Earlier this week President Obama announced a proposal to shut down the NSA's bulk collection of telephone metadata. I thought that was great, but wondered if Republicans would go along. After all, it's an election year, and it might make a good political football even if lots of Republicans are already on record opposing the program.
Well, apparently Republicans plan to go along. Dave Weigel reports:
By Tuesday morning the Republican-run House Intelligence Committee was polishing and promoting the End Bulk Collection Act of 2014, which would grudgingly achieve much of what the White House grudgingly asked for. On Tuesday afternoon, Sens. Rand Paul, Ron Wyden, and Mark Udall strolled into a Senate hallway bustling with reporters to accept the NSA’s partial surrender.
....“It’s very clear now that the administration agrees with us,” said Wyden....“They’re looking for congressional permission to stop doing what they’re doing,” said Paul....“The Congress ought to codify what the president’s done so the message is sent to future presidents,” said Udall.
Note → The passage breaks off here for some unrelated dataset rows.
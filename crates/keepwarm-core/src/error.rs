//! Error types for decoding and configuration parsing.

use thiserror::Error;

/// Why a single event-stream record was dropped.
///
/// Never fatal: the decoder resynchronises at the next record boundary.
#[derive(Debug, Clone, PartialEq, Eq, Error)]
pub enum DecodeError {
    #[error("record is not valid UTF-8")]
    InvalidUtf8,

    #[error("record exceeds {limit} bytes")]
    Oversized { limit: usize },

    #[error("record data is not valid JSON: {0}")]
    InvalidJson(String),

    #[error("record carries no event kind")]
    MissingKind,
}

#[derive(Debug, Clone, PartialEq, Eq, Error)]
pub enum ParseDurationError {
    #[error("empty duration")]
    Empty,

    #[error("invalid duration number in {0:?}")]
    InvalidNumber(String),

    #[error("unknown duration unit {unit:?} in {input:?}")]
    UnknownUnit { input: String, unit: String },

    #[error("duration {0:?} overflows")]
    Overflow(String),
}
....It was exactly what the administration and the NSA’s defenders wanted to hear. They’d never wanted to end metadata collection. They defended it for months....“I passionately believe that this program saved American lives,” said Rogers at an hourlong press conference with Rep. Dutch Ruppersberger, the committee’s ranking member, where they outlined their bill to end bulk metadata collection....“I started out with, maybe we ought to stick with the program that has been tested, legally overseen, and protects civil liberties. Well, we’re beyond that. We get that.”
We don't know exactly what the EBCA will contain, or what it will look like once it's gone through the sausage factory. At the moment, though, it looks likely that Congress will indeed end the NSA's metadata collection program. That's good news. It's better to have it come from Congress than from an executive order.